Gomorra 3: più azione e più ritmo per la migliore serie tv italiana

Si ricomincia da capo: nuovi cattivi, nuova ambientazione, nuova guerra. Da una parte ci sono sempre loro: Genny (Salvatore Esposito), Ciro (Marco D’Amore), Patrizia (Cristiana Dell’Anna) e Scianel (Cristina Donadio). Dall’altra, si aggiungono le new entries Enzo (Arturo Muselli) e Valerio (Loris De Luna).

C’è un rinnovato scontro generazionale, con una leggerissima variazione del tema “figli che uccidono i padri”; c’è il male assoluto e c’è la criminalità. E poi c’è l’ennesimo passo avanti. La terza stagione di Gomorra, in onda da venerdì su Sky Atlantic HD, è diversa e, allo stesso tempo, migliore rispetto alle due precedenti.
Le differenze, per un occhio non allenato, potrebbero risultare minime, eppure è innegabile come la componente mainstrem – inseguimenti, scazzottate, colpi di scena, cliffhanger studiati con attenzione – qui sia più accentuata. Attenzione però: commerciale non vuol dire scadente. L’eredità lasciata da Stefano Sollima e raccolta da Francesca Comencini e Claudio Cupellini rimane. È evidente in ogni inquadratura, frame, in ogni lampo di luce. Ora che la serie ha raggiunto un pubblico ampissimo, arrivando anche negli Stati Uniti d’America, è il momento di spostare l’ago della bilancia e di andare incontro a una narrazione più fruibile e movimentata. Ogni episodio vive di forza propria, ricco e appassionante. Ce ne è uno, in particolare, che racconta la storia dell’Immortale lontano dalle Vele e da Napoli: è un film, tanto è ben costruito. Un film breve in cui il protagonista assoluto, un po’ Clint Eastwood un po’ Iago, è Ciro.

È un universo in perenne contrazione, quello di Gomorra: dalla prima stagione, con un’ottica più nazionale, siamo passati alla seconda tra Roma e Honduras; ora, con la terza, gli spazi si restringono e dall’area nord di Napoli ci spostiamo nel centro storico.

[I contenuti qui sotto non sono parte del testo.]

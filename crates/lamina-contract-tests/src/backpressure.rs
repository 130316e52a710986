//! 背压主题：短读重投、零消费重投与只写模式。

use crate::case::{TckCase, TckSuite};
use crate::support::{loopback, loopback_with, no_filter, open_both};

use lamina_core::aux::AuxTags;
use lamina_core::endpoint::EndpointConfig;
use lamina_core::fd::FdLlConfig;

const CASES: &[TckCase] = &[
    TckCase {
        name: "short_reads_reoffer_suffix_in_order",
        test: short_reads_reoffer_suffix_in_order,
    },
    TckCase {
        name: "zero_consume_is_redelivered_later",
        test: zero_consume_is_redelivered_later,
    },
    TckCase {
        name: "write_only_endpoint_never_reads",
        test: write_only_endpoint_never_reads,
    },
    TckCase {
        name: "disabled_read_holds_data_until_enable",
        test: disabled_read_holds_data_until_enable,
    },
];

const SUITE: TckSuite = TckSuite {
    name: "backpressure",
    cases: CASES,
};

/// 返回"背压"主题的测试套件。
pub(crate) const fn suite() -> &'static TckSuite {
    &SUITE
}

/// 用户短读：未消费后缀按序重投，一个字节都不丢。
fn short_reads_reoffer_suffix_in_order() {
    let fix = loopback(&no_filter);
    open_both(&fix);

    fix.client_events.set_consume_plan(&[3, 3]);
    fix.client.set_read_enabled(true);
    fix.server.write(&[b"abcdefgh"], &AuxTags::empty()).unwrap();
    fix.rt.run_until_idle();

    assert_eq!(fix.client_events.collected_data(), b"abcdefgh");
    assert!(
        fix.client_events.reads().len() >= 3,
        "部分消费应产生多次投递"
    );
}

/// 零消费是背压信号：数据经延迟执行器重投，随后照常送达。
fn zero_consume_is_redelivered_later() {
    let fix = loopback(&no_filter);
    open_both(&fix);

    fix.client_events.set_consume_plan(&[0]);
    fix.client.set_read_enabled(true);
    fix.server.write(&[b"pressure"], &AuxTags::empty()).unwrap();
    fix.rt.run_until_idle();

    assert_eq!(fix.client_events.collected_data(), b"pressure");
}

/// 只写端点：读回调永不武装，读事件永不发生。
fn write_only_endpoint_never_reads() {
    let fix = loopback_with(
        &no_filter,
        FdLlConfig::default().write_only(),
        EndpointConfig::default(),
    );
    let client_done = lamina_core::test_stubs::DoneRecord::new();
    fix.client.open(client_done.open_done()).unwrap();
    fix.rt.run_until_idle();
    assert_eq!(client_done.count(), 1);

    fix.client.set_read_enabled(true);
    fix.rt.inject_incoming(fix.client_fd, b"invisible");
    fix.rt.run_until_idle();

    assert!(
        fix.client_events.reads().is_empty(),
        "只写模式不得产生读事件"
    );

    // 写方向不受影响。
    let count = fix.client.write(&[b"outbound"], &AuxTags::empty()).unwrap();
    assert_eq!(count, 8);
    assert_eq!(fix.rt.drain_incoming(fix.server_fd), b"outbound");
}

/// 读未使能时数据原地等待；使能后经延迟路径送达。
fn disabled_read_holds_data_until_enable() {
    let fix = loopback(&no_filter);
    open_both(&fix);

    fix.server.write(&[b"parked"], &AuxTags::empty()).unwrap();
    fix.rt.run_until_idle();
    assert!(
        fix.client_events.reads().is_empty(),
        "读未使能时不得投递"
    );

    fix.client.set_read_enabled(true);
    fix.rt.run_until_idle();
    assert_eq!(fix.client_events.collected_data(), b"parked");
}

Non c’è – come vuole nuovamente la cronaca quotidiana – una consacrazione del male o del maligno. Gomorra è una storia di potere, di uomini e di donne, di padri e di figli; di mostri che uccidono mostri. E che tra una sparatoria e un’altra restano sospesi. Né vivi né morti. Né completi né disfatti. Condannati, solo questo. Gomorra è la televisione migliore che c’è, figlia di un’idea nata con Romanzo Criminale e fusa con un’impostazione cinematografica riadattata per il piccolo schermo.

Sky Italia, Cattleya e Fandango non solo esportano all’estero un prodotto competitivo, ma ridanno vita anche al mercato italiano. Perché siamo noi, per una volta, a dettare un nuovo standard.